# Exercise objective
All records are to be retyped faithfully and completely.
··· Records shown ···
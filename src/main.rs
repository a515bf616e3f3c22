use std::sync::Arc;

use tracing_subscriber::EnvFilter;

use local_data_service::config::{Config, LogFormat};
use local_data_service::store::MemoryStore;
use local_data_service::{server, AppState};

#[tokio::main]
async fn main() {
    // ── 1. Configuration ─────────────────────────────────────────
    let config = Config::from_env().expect("invalid configuration");

    // ── 2. Logging ───────────────────────────────────────────────
    let filter = EnvFilter::try_from_default_env().unwrap_or_else(|_| EnvFilter::new("info"));
    match config.log_format {
        LogFormat::Json => tracing_subscriber::fmt()
            .with_env_filter(filter)
            .json()
            .init(),
        LogFormat::Pretty => tracing_subscriber::fmt().with_env_filter(filter).init(),
    }

    // ── 3. Seed the store ────────────────────────────────────────
    let store = Arc::new(MemoryStore::seeded());
    tracing::info!(
        events = store.event_count(),
        metrics = store.metric_count(),
        "seeded in-memory store"
    );

    // ── 4. Build Axum router ─────────────────────────────────────
    let app = server::create_router(AppState::new(store));

    // ── 5. Bind & serve ──────────────────────────────────────────
    let listener = tokio::net::TcpListener::bind(&config.addr)
        .await
        .unwrap_or_else(|e| panic!("failed to bind {}: {e}", config.addr));

    tracing::info!(addr = %config.addr, "local data service listening");

    // In-flight requests drain before `serve` returns
    axum::serve(listener, app)
        .with_graceful_shutdown(shutdown_signal())
        .await
        .expect("server exited with error");

    tracing::info!("local data service shut down");
}

/// Resolves on SIGINT (Ctrl+C) or SIGTERM.
async fn shutdown_signal() {
    let ctrl_c = async {
        tokio::signal::ctrl_c()
            .await
            .expect("failed to install Ctrl+C handler");
    };

    #[cfg(unix)]
    let terminate = async {
        tokio::signal::unix::signal(tokio::signal::unix::SignalKind::terminate())
            .expect("failed to install SIGTERM handler")
            .recv()
            .await;
    };

    #[cfg(not(unix))]
    let terminate = std::future::pending::<()>();

    tokio::select! {
        () = ctrl_c => tracing::info!("received SIGINT, draining connections"),
        () = terminate => tracing::info!("received SIGTERM, draining connections"),
    }
}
···
# Response
filename src/main.rs
repository a515bf616e3f3c22
use std::sync::Arc;

use tracing_subscriber::EnvFilter;

use local_data_service::config::{Config, LogFormat};
use local_data_service::store::MemoryStore;
use local_data_service::{server, AppState};

#[tokio::main]
async fn main() {
    // ── 1. Configuration ─────────────────────────────────────────
    let config = Config::from_env().expect("invalid configuration");

    // ── 2. Logging ───────────────────────────────────────────────
    let filter = EnvFilter::try_from_default_env().unwrap_or_else(|_| EnvFilter::new("info"));
    match config.log_format {
        LogFormat::Json => tracing_subscriber::fmt()
            .with_env_filter(filter)
            .json()
            .init(),
        LogFormat::Pretty => tracing_subscriber::fmt().with_env_filter(filter).init(),
    }

    // ── 3. Seed the store ────────────────────────────────────────
    let store = Arc::new(MemoryStore::seeded());
    tracing::info!(
        events = store.event_count(),
        metrics = store.metric_count(),
        "seeded in-memory store"
    );

    // ── 4. Build Axum router ─────────────────────────────────────
    let app = server::create_router(AppState::new(store));

    // ── 5. Bind & serve ──────────────────────────────────────────
    let listener = tokio::net::TcpListener::bind(&config.addr)
        .await
        .unwrap_or_else(|e| panic!("failed to bind {}: {e}", config.addr));

    tracing::info!(addr = %config.addr, "local data service listening");

    // In-flight requests drain before `serve` returns
    axum::serve(listener, app)
        .with_graceful_shutdown(shutdown_signal())
        .await
        .expect("server exited with error");

    tracing::info!("local data service shut down");
}

/// Resolves on SIGINT (Ctrl+C) or SIGTERM.
async fn shutdown_signal() {
    let ctrl_c = async {
        tokio::signal::ctrl_c()
            .await
            .expect("failed to install Ctrl+C handler");
    };

    #[cfg(unix)]
    let terminate = async {
        tokio::signal::unix::signal(tokio::signal::unix::SignalKind::terminate())
            .expect("failed to install SIGTERM handler")
            .recv()
            .await;
    };

    #[cfg(not(unix))]
    let terminate = std::future::pending::<()>();

    tokio::select! {
        () = ctrl_c => tracing::info!("received SIGINT, draining connections"),
        () = terminate => tracing::info!("received SIGTERM, draining connections"),
    }
}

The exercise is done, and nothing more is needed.